use std::thread;
use std::time::{Duration, Instant};

use serde::{Deserialize, Serialize};
use tracing::debug;

use crate::error::ProgressError;

/// Zero-argument check against the live UI.
pub type Probe = Box<dyn Fn() -> bool>;

/// Screen an action expects to be on before its task runs.
pub trait ScreenCheck {
    fn name(&self) -> &str;

    /// Non-blocking readiness query.
    fn is_active(&self) -> bool;

    /// Block until the screen is active or give up with `IncorrectScreen`.
    fn become_active(&self) -> Result<(), ProgressError>;
}

/// How a `Screen` waits to become active.
pub enum ActivationPolicy {
    /// Check once.
    Immediate,

    /// Re-check every `interval` until `timeout`.
    Poll { timeout: Duration, interval: Duration },

    /// Like `Poll`, but the screen only counts as active once a transient
    /// indicator (spinner, loading overlay) has gone away.
    PollPastTransient {
        timeout: Duration,
        interval: Duration,
        transient: Probe,
    },
}

pub struct Screen {
    name: String,
    probe: Probe,
    policy: ActivationPolicy,
}

impl Screen {
    pub fn new(name: impl Into<String>, probe: Probe, policy: ActivationPolicy) -> Self {
        Self {
            name: name.into(),
            probe,
            policy,
        }
    }

    /// Screen identified by one anchor element meeting `criteria`.
    pub fn from_element<F>(
        name: impl Into<String>,
        criteria: ReadinessCriteria,
        status: F,
        policy: ActivationPolicy,
    ) -> Self
    where
        F: Fn() -> ElementStatus + 'static,
    {
        Self::new(
            name,
            Box::new(move || criteria.is_met_by(&status())),
            policy,
        )
    }

    fn transient_visible(&self) -> bool {
        match &self.policy {
            ActivationPolicy::PollPastTransient { transient, .. } => transient(),
            _ => false,
        }
    }
}

impl ScreenCheck for Screen {
    fn name(&self) -> &str {
        &self.name
    }

    fn is_active(&self) -> bool {
        (self.probe)() && !self.transient_visible()
    }

    fn become_active(&self) -> Result<(), ProgressError> {
        let (timeout, interval) = match &self.policy {
            ActivationPolicy::Immediate => {
                return if self.is_active() {
                    Ok(())
                } else {
                    Err(ProgressError::IncorrectScreen(format!(
                        "{} is not active",
                        self.name
                    )))
                };
            }
            ActivationPolicy::Poll { timeout, interval }
            | ActivationPolicy::PollPastTransient {
                timeout, interval, ..
            } => (*timeout, *interval),
        };

        if poll_until(timeout, interval, || self.is_active()) {
            return Ok(());
        }

        let detail = if self.transient_visible() {
            " (transient indicator still visible)"
        } else {
            ""
        };
        Err(ProgressError::IncorrectScreen(format!(
            "{} did not become active within {}ms{}",
            self.name,
            timeout.as_millis(),
            detail
        )))
    }
}

impl std::fmt::Debug for Screen {
    fn fmt(&self, f: &mut std::fmt::Formatter<'_>) -> std::fmt::Result {
        f.debug_struct("Screen").field("name", &self.name).finish()
    }
}

// ============================================================================
// Element readiness
// ============================================================================

/// Conditions an element must satisfy to count as ready.
#[derive(Debug, Clone, Copy, PartialEq, Eq, Default, Serialize, Deserialize)]
pub struct ReadinessCriteria {
    pub exists: bool,
    pub hittable: bool,
    pub enabled: bool,
}

impl ReadinessCriteria {
    pub const EXISTS: Self = Self {
        exists: true,
        hittable: false,
        enabled: false,
    };

    pub const INTERACTIVE: Self = Self {
        exists: true,
        hittable: true,
        enabled: true,
    };

    pub fn is_met_by(&self, status: &ElementStatus) -> bool {
        self.unmet(status).is_empty()
    }

    /// Names of the required conditions `status` fails.
    pub fn unmet(&self, status: &ElementStatus) -> Vec<&'static str> {
        let mut unmet = Vec::new();
        if self.exists && !status.exists {
            unmet.push("exists");
        }
        if self.hittable && !status.hittable {
            unmet.push("hittable");
        }
        if self.enabled && !status.enabled {
            unmet.push("enabled");
        }
        unmet
    }
}

/// Observed state of a single element.
#[derive(Debug, Clone, Copy, PartialEq, Eq, Default, Serialize, Deserialize)]
pub struct ElementStatus {
    pub exists: bool,
    pub hittable: bool,
    pub enabled: bool,
}

/// Wait for an element to satisfy `criteria`, failing with
/// `ElementNotReady` after `timeout`.
pub fn wait_for_element<F>(
    name: &str,
    criteria: ReadinessCriteria,
    timeout: Duration,
    interval: Duration,
    status: F,
) -> Result<(), ProgressError>
where
    F: Fn() -> ElementStatus,
{
    if poll_until(timeout, interval, || criteria.is_met_by(&status())) {
        return Ok(());
    }
    let unmet = criteria.unmet(&status());
    Err(ProgressError::ElementNotReady(format!(
        "{} not {} after {}ms",
        name,
        unmet.join(", "),
        timeout.as_millis()
    )))
}

/// Evaluate `ready` until it holds or `timeout` elapses. Always checks at
/// least once. A timeout too large to represent as an `Instant` waits
/// without a deadline.
fn poll_until<F: Fn() -> bool>(timeout: Duration, interval: Duration, ready: F) -> bool {
    let deadline = Instant::now().checked_add(timeout);
    let mut attempts = 0u32;
    loop {
        attempts = attempts.saturating_add(1);
        if ready() {
            return true;
        }
        let pause = match deadline {
            Some(deadline) => {
                let now = Instant::now();
                if now >= deadline {
                    debug!(attempts, "poll timed out");
                    return false;
                }
                interval.min(deadline - now)
            }
            None => interval,
        };
        thread::sleep(pause);
    }
}

#[cfg(test)]
mod tests {
    use super::*;

    #[test]
    fn criteria_report_unmet_conditions() {
        let status = ElementStatus {
            exists: true,
            hittable: false,
            enabled: false,
        };
        assert!(ReadinessCriteria::EXISTS.is_met_by(&status));
        assert_eq!(
            ReadinessCriteria::INTERACTIVE.unmet(&status),
            vec!["hittable", "enabled"]
        );
        assert!(ReadinessCriteria::default().is_met_by(&ElementStatus::default()));
    }

    #[test]
    fn poll_checks_at_least_once() {
        assert!(poll_until(Duration::ZERO, Duration::ZERO, || true));
        assert!(!poll_until(Duration::ZERO, Duration::ZERO, || false));
    }

    #[test]
    fn unbounded_timeout_polls_until_ready() {
        let checks = std::cell::Cell::new(0);
        let ready = poll_until(Duration::MAX, Duration::from_millis(1), || {
            checks.set(checks.get() + 1);
            checks.get() >= 3
        });
        assert!(ready);
        assert_eq!(checks.get(), 3);
    }
}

■ **Task goal**:
The material above should be given again in full, exactly.

■ **Exercise response**:
use std::thread;
use std::time::{Duration, Instant};

use serde::{Deserialize, Serialize};
use tracing::debug;

use crate::error::ProgressError;

/// Zero-argument check against the live UI.
pub type Probe = Box<dyn Fn() -> bool>;

/// Screen an action expects to be on before its task runs.
pub trait ScreenCheck {
    fn name(&self) -> &str;

    /// Non-blocking readiness query.
    fn is_active(&self) -> bool;

    /// Block until the screen is active or give up with `IncorrectScreen`.
    fn become_active(&self) -> Result<(), ProgressError>;
}

/// How a `Screen` waits to become active.
pub enum ActivationPolicy {
    /// Check once.
    Immediate,

    /// Re-check every `interval` until `timeout`.
    Poll { timeout: Duration, interval: Duration },

    /// Like `Poll`, but the screen only counts as active once a transient
    /// indicator (spinner, loading overlay) has gone away.
    PollPastTransient {
        timeout: Duration,
        interval: Duration,
        transient: Probe,
    },
}

pub struct Screen {
    name: String,
    probe: Probe,
    policy: ActivationPolicy,
}

impl Screen {
    pub fn new(name: impl Into<String>, probe: Probe, policy: ActivationPolicy) -> Self {
        Self {
            name: name.into(),
            probe,
            policy,
        }
    }

    /// Screen identified by one anchor element meeting `criteria`.
    pub fn from_element<F>(
        name: impl Into<String>,
        criteria: ReadinessCriteria,
        status: F,
        policy: ActivationPolicy,
    ) -> Self
    where
        F: Fn() -> ElementStatus + 'static,
    {
        Self::new(
            name,
            Box::new(move || criteria.is_met_by(&status())),
            policy,
        )
    }

    fn transient_visible(&self) -> bool {
        match &self.policy {
            ActivationPolicy::PollPastTransient { transient, .. } => transient(),
            _ => false,
        }
    }
}

impl ScreenCheck for Screen {
    fn name(&self) -> &str {
        &self.name
    }

    fn is_active(&self) -> bool {
        (self.probe)() && !self.transient_visible()
    }

    fn become_active(&self) -> Result<(), ProgressError> {
        let (timeout, interval) = match &self.policy {
            ActivationPolicy::Immediate => {
                return if self.is_active() {
                    Ok(())
                } else {
                    Err(ProgressError::IncorrectScreen(format!(
                        "{} is not active",
                        self.name
                    )))
                };
            }
            ActivationPolicy::Poll { timeout, interval }
            | ActivationPolicy::PollPastTransient {
                timeout, interval, ..
            } => (*timeout, *interval),
        };

        if poll_until(timeout, interval, || self.is_active()) {
            return Ok(());
        }

        let detail = if self.transient_visible() {
            " (transient indicator still visible)"
        } else {
            ""
        };
        Err(ProgressError::IncorrectScreen(format!(
            "{} did not become active within {}ms{}",
            self.name,
            timeout.as_millis(),
            detail
        )))
    }
}

impl std::fmt::Debug for Screen {
    fn fmt(&self, f: &mut std::fmt::Formatter<'_>) -> std::fmt::Result {
        f.debug_struct("Screen").field("name", &self.name).finish()
    }
}

// ============================================================================
// Element readiness
// ============================================================================

/// Conditions an element must satisfy to count as ready.
#[derive(Debug, Clone, Copy, PartialEq, Eq, Default, Serialize, Deserialize)]
pub struct ReadinessCriteria {
    pub exists: bool,
    pub hittable: bool,
    pub enabled: bool,
}

impl ReadinessCriteria {
    pub const EXISTS: Self = Self {
        exists: true,
        hittable: false,
        enabled: false,
    };

    pub const INTERACTIVE: Self = Self {
        exists: true,
        hittable: true,
        enabled: true,
    };

    pub fn is_met_by(&self, status: &ElementStatus) -> bool {
        self.unmet(status).is_empty()
    }

    /// Names of the required conditions `status` fails.
    pub fn unmet(&self, status: &ElementStatus) -> Vec<&'static str> {
        let mut unmet = Vec::new();
        if self.exists && !status.exists {
            unmet.push("exists");
        }
        if self.hittable && !status.hittable {
            unmet.push("hittable");
        }
        if self.enabled && !status.enabled {
            unmet.push("enabled");
        }
        unmet
    }
}

/// Observed state of a single element.
#[derive(Debug, Clone, Copy, PartialEq, Eq, Default, Serialize, Deserialize)]
pub struct ElementStatus {
    pub exists: bool,
    pub hittable: bool,
    pub enabled: bool,
}

/// Wait for an element to satisfy `criteria`, failing with
/// `ElementNotReady` after `timeout`.
pub fn wait_for_element<F>(
    name: &str,
    criteria: ReadinessCriteria,
    timeout: Duration,
    interval: Duration,
    status: F,
) -> Result<(), ProgressError>
where
    F: Fn() -> ElementStatus,
{
    if poll_until(timeout, interval, || criteria.is_met_by(&status())) {
        return Ok(());
    }
    let unmet = criteria.unmet(&status());
    Err(ProgressError::ElementNotReady(format!(
        "{} not {} after {}ms",
        name,
        unmet.join(", "),
        timeout.as_millis()
    )))
}

/// Evaluate `ready` until it holds or `timeout` elapses. Always checks at
/// least once. A timeout too large to represent as an `Instant` waits
/// without a deadline.
fn poll_until<F: Fn() -> bool>(timeout: Duration, interval: Duration, ready: F) -> bool {
    let deadline = Instant::now().checked_add(timeout);
    let mut attempts = 0u32;
    loop {
        attempts = attempts.saturating_add(1);
        if ready() {
            return true;
        }
        let pause = match deadline {
            Some(deadline) => {
                let now = Instant::now();
                if now >= deadline {
                    debug!(attempts, "poll timed out");
                    return false;
                }
                interval.min(deadline - now)
            }
            None => interval,
        };
        thread::sleep(pause);
    }
}

#[cfg(test)]
mod tests {
    use super::*;

    #[test]
    fn criteria_report_unmet_conditions() {
        let status = ElementStatus {
            exists: true,
            hittable: false,
            enabled: false,
        };
        assert!(ReadinessCriteria::EXISTS.is_met_by(&status));
        assert_eq!(
            ReadinessCriteria::INTERACTIVE.unmet(&status),
            vec!["hittable", "enabled"]
        );
        assert!(ReadinessCriteria::default().is_met_by(&ElementStatus::default()));
    }

    #[test]
    fn poll_checks_at_least_once() {
        assert!(poll_until(Duration::ZERO, Duration::ZERO, || true));
        assert!(!poll_until(Duration::ZERO, Duration::ZERO, || false));
    }

    #[test]
    fn unbounded_timeout_polls_until_ready() {
        let checks = std::cell::Cell::new(0);
        let ready = poll_until(Duration::MAX, Duration::from_millis(1), || {
            checks.set(checks.get() + 1);
            checks.get() >= 3
        });
        assert!(ready);
        assert_eq!(checks.get(), 3);
    }
}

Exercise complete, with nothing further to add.